Below are records. Find each line in them that holds the word "async" and copy it.

START Excerpted records

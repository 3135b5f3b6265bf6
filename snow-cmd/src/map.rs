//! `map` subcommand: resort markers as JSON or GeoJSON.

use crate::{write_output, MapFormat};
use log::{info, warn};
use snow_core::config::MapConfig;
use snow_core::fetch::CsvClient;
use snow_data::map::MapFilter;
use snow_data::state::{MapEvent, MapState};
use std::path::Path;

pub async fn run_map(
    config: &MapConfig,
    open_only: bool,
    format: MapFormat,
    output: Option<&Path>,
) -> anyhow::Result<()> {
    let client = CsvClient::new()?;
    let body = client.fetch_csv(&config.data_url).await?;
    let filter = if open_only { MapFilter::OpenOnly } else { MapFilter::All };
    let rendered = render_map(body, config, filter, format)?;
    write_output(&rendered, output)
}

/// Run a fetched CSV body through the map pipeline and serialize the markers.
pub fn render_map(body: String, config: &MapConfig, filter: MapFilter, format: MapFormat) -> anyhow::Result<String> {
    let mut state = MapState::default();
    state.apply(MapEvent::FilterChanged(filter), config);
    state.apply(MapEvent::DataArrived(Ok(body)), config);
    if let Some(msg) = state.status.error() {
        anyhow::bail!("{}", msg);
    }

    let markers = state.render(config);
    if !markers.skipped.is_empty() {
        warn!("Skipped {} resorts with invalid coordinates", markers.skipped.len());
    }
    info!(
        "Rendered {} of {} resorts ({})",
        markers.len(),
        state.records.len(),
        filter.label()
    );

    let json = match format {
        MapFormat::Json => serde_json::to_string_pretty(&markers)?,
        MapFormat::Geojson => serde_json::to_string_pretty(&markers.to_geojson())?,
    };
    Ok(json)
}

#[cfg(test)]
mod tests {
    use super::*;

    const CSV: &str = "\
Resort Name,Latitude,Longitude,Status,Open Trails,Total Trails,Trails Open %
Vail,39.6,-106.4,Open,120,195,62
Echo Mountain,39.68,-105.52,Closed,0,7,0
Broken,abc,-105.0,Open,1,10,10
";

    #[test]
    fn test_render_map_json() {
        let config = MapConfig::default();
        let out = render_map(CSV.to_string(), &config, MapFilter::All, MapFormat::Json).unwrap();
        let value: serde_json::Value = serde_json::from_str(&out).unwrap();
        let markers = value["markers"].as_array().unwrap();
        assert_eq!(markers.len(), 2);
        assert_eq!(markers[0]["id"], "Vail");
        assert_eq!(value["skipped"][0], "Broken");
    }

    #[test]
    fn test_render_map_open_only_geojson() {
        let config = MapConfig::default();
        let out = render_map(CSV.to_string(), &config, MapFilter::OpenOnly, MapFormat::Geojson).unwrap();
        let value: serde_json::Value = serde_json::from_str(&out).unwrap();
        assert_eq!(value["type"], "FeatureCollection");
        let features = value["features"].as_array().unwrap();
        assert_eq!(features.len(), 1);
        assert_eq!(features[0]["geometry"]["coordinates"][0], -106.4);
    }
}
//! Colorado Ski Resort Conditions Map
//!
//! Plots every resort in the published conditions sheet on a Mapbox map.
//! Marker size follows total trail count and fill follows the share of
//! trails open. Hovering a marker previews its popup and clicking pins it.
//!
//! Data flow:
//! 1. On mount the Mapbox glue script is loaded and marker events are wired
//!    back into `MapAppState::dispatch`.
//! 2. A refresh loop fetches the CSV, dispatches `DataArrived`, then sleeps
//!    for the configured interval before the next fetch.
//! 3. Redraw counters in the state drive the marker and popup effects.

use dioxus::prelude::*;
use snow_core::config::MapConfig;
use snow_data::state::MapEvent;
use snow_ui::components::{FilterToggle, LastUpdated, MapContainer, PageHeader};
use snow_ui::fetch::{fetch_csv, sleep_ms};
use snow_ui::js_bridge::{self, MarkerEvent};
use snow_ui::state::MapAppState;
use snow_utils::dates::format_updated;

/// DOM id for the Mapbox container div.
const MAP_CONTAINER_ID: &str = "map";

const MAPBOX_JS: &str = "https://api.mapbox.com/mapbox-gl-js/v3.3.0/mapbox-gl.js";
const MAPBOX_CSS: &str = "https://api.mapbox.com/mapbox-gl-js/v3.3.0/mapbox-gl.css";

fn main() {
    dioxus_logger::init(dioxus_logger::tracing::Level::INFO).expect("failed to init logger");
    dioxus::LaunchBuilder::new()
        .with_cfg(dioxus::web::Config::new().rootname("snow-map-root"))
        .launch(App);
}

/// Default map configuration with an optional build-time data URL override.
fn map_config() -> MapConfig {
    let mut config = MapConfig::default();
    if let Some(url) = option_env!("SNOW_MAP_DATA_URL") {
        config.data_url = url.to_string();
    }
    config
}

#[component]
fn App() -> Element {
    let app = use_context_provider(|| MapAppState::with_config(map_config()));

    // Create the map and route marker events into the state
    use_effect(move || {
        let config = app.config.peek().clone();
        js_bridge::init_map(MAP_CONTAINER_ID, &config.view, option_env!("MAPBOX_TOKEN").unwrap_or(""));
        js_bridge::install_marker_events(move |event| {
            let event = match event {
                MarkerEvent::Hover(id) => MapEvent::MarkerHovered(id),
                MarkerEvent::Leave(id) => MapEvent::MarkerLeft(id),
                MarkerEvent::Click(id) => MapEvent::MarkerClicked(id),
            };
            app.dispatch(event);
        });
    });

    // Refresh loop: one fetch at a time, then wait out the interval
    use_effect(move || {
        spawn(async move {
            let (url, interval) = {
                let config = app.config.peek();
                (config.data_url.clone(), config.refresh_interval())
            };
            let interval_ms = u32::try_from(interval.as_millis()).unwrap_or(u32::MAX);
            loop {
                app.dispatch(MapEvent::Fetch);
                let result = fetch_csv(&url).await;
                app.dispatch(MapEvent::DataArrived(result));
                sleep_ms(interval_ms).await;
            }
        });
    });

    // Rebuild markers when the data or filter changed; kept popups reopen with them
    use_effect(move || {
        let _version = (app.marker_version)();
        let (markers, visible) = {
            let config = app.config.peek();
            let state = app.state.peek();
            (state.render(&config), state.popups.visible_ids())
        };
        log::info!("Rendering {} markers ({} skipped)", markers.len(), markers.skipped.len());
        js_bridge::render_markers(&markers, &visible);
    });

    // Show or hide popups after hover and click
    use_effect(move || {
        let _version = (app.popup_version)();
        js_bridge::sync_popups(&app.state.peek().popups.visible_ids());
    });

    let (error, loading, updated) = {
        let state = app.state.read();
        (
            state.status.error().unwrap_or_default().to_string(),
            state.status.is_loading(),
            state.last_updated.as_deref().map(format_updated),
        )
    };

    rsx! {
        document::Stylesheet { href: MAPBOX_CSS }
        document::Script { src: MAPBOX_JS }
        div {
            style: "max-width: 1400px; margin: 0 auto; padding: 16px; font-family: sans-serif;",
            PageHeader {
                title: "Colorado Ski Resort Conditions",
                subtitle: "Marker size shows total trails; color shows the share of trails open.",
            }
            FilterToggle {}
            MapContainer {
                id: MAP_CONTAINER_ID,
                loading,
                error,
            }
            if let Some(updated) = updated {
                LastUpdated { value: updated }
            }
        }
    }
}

END Excerpted records
START Excerpted records

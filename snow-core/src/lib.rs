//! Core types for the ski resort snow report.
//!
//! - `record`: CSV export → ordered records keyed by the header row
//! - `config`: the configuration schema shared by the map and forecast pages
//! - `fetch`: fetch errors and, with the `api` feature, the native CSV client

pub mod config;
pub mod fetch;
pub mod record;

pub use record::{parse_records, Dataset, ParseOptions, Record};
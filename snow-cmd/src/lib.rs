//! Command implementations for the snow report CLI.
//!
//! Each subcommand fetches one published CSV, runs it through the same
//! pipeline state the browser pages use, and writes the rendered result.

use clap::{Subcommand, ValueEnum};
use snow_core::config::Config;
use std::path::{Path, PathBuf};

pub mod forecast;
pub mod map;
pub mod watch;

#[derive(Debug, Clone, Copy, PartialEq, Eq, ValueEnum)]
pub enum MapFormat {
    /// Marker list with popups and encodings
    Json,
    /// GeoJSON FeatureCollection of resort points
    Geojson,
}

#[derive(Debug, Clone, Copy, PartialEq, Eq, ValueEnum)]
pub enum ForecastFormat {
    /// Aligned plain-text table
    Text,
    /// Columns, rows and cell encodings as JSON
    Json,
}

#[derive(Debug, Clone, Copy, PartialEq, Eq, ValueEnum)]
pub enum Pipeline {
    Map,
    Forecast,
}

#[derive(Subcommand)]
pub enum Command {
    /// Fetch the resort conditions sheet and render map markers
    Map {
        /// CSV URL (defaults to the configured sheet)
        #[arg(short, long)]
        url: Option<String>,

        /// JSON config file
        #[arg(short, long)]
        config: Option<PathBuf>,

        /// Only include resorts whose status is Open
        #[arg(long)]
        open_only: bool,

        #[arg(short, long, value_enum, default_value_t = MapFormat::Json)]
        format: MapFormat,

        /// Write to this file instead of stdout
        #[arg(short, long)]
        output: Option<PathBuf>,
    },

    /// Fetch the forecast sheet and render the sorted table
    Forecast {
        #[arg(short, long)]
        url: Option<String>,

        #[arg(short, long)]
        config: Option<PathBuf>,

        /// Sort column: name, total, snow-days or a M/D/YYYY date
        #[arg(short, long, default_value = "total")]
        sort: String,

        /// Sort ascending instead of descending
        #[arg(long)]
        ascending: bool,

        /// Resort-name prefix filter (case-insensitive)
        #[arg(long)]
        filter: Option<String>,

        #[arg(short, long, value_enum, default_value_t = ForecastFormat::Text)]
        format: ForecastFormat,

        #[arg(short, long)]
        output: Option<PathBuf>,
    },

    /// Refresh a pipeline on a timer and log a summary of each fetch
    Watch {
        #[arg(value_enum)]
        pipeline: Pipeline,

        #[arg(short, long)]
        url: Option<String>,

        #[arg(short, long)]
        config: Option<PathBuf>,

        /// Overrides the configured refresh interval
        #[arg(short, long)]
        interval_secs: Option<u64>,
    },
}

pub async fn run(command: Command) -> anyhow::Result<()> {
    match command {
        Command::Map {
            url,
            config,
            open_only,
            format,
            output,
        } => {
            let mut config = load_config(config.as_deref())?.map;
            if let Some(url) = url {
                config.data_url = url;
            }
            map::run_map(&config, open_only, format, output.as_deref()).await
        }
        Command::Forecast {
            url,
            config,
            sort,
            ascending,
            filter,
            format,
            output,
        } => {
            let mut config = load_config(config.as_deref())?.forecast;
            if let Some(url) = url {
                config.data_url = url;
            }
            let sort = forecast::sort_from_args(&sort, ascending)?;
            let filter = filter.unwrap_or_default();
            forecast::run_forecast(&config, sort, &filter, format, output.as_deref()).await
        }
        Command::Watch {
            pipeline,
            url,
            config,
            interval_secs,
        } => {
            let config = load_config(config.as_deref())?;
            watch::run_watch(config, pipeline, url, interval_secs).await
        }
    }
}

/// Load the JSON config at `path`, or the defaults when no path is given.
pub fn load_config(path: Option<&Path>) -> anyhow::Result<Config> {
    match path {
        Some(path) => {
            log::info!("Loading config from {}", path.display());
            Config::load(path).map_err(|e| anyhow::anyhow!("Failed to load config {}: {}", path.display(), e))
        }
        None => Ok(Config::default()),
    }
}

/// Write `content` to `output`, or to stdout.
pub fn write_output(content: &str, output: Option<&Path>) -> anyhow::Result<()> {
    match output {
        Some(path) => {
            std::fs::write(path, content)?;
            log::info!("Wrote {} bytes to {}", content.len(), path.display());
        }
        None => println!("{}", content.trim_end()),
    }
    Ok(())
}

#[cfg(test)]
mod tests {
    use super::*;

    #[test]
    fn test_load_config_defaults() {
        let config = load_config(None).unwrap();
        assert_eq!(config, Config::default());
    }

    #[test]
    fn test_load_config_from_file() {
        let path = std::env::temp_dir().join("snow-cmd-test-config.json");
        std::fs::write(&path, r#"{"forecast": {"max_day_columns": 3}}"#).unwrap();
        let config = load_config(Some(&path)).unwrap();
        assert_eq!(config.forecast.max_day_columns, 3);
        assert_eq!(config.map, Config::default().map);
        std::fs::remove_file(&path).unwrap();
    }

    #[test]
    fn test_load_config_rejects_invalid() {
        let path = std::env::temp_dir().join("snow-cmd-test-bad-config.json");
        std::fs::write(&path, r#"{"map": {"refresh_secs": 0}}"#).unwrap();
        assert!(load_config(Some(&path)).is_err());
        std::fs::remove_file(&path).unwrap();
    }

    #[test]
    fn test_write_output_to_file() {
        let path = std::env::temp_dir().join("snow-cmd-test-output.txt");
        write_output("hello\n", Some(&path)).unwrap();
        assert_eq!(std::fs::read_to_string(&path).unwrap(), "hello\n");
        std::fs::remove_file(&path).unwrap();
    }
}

END Excerpted records

→ Answer to this problem:
pub async fn run_map(
        spawn(async move {
pub async fn run(command: Command) -> anyhow::Result<()> {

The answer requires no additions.